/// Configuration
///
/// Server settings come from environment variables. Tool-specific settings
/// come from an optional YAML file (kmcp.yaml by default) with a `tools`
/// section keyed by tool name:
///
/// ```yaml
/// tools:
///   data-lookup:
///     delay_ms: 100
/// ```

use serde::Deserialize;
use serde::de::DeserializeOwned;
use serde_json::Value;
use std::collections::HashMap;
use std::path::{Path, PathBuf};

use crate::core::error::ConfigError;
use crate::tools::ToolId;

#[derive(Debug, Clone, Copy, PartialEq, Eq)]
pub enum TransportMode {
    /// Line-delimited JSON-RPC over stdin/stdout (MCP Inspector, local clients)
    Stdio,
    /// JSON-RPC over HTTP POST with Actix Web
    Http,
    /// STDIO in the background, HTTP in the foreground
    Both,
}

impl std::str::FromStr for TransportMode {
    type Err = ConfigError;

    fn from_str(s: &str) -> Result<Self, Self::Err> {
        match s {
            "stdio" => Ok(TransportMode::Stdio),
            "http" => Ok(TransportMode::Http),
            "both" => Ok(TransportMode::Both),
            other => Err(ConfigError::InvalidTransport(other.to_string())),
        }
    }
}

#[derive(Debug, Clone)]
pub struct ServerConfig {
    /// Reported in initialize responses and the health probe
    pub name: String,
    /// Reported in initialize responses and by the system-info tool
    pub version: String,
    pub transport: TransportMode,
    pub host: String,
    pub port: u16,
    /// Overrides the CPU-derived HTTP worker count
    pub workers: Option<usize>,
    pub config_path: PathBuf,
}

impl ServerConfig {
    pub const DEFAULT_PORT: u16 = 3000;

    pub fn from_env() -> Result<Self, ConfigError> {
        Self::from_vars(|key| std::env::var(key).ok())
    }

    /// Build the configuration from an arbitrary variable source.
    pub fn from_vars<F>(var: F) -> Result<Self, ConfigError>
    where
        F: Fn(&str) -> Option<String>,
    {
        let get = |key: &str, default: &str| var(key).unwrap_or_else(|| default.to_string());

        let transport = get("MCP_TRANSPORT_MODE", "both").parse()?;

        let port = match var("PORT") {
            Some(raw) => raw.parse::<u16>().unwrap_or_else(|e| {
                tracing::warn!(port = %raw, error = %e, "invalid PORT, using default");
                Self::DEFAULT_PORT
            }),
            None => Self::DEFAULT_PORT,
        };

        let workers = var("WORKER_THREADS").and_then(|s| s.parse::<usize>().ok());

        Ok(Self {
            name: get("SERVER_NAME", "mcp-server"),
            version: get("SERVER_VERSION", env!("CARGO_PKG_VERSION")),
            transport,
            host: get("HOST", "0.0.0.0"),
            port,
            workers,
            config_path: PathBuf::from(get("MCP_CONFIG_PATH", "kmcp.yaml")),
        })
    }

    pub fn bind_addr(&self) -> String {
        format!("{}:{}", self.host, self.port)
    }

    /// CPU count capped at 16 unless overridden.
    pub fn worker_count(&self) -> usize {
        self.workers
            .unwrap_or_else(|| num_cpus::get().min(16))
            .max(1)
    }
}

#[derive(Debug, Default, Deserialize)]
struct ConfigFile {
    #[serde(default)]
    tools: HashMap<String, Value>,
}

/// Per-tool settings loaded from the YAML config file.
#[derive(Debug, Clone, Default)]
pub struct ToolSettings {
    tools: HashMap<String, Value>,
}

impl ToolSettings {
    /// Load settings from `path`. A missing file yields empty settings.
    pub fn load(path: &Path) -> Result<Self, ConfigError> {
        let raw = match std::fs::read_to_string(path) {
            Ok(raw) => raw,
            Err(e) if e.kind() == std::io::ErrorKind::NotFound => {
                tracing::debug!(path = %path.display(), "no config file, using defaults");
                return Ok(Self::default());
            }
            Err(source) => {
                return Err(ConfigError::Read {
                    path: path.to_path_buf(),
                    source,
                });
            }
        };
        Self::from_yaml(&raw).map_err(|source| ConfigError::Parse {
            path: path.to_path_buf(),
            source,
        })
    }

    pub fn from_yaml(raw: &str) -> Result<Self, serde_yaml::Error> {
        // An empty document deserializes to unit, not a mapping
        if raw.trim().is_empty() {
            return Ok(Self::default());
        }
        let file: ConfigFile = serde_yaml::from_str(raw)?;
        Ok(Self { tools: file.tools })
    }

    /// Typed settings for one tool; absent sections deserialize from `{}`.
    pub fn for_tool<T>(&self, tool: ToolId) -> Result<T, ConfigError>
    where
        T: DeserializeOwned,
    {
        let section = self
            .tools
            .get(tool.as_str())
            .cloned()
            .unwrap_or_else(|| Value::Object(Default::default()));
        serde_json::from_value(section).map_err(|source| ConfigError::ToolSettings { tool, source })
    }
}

§

» **Task requirements**
Set down exactly the lines that begin the records and continue through the line bearing "use crate::tools::ToolId;"; include both ends.

» **Answer below**
/// Configuration
///
/// Server settings come from environment variables. Tool-specific settings
/// come from an optional YAML file (kmcp.yaml by default) with a `tools`
/// section keyed by tool name:
///
/// ```yaml
/// tools:
///   data-lookup:
///     delay_ms: 100
/// ```

use serde::Deserialize;
use serde::de::DeserializeOwned;
use serde_json::Value;
use std::collections::HashMap;
use std::path::{Path, PathBuf};

use crate::core::error::ConfigError;
use crate::tools::ToolId;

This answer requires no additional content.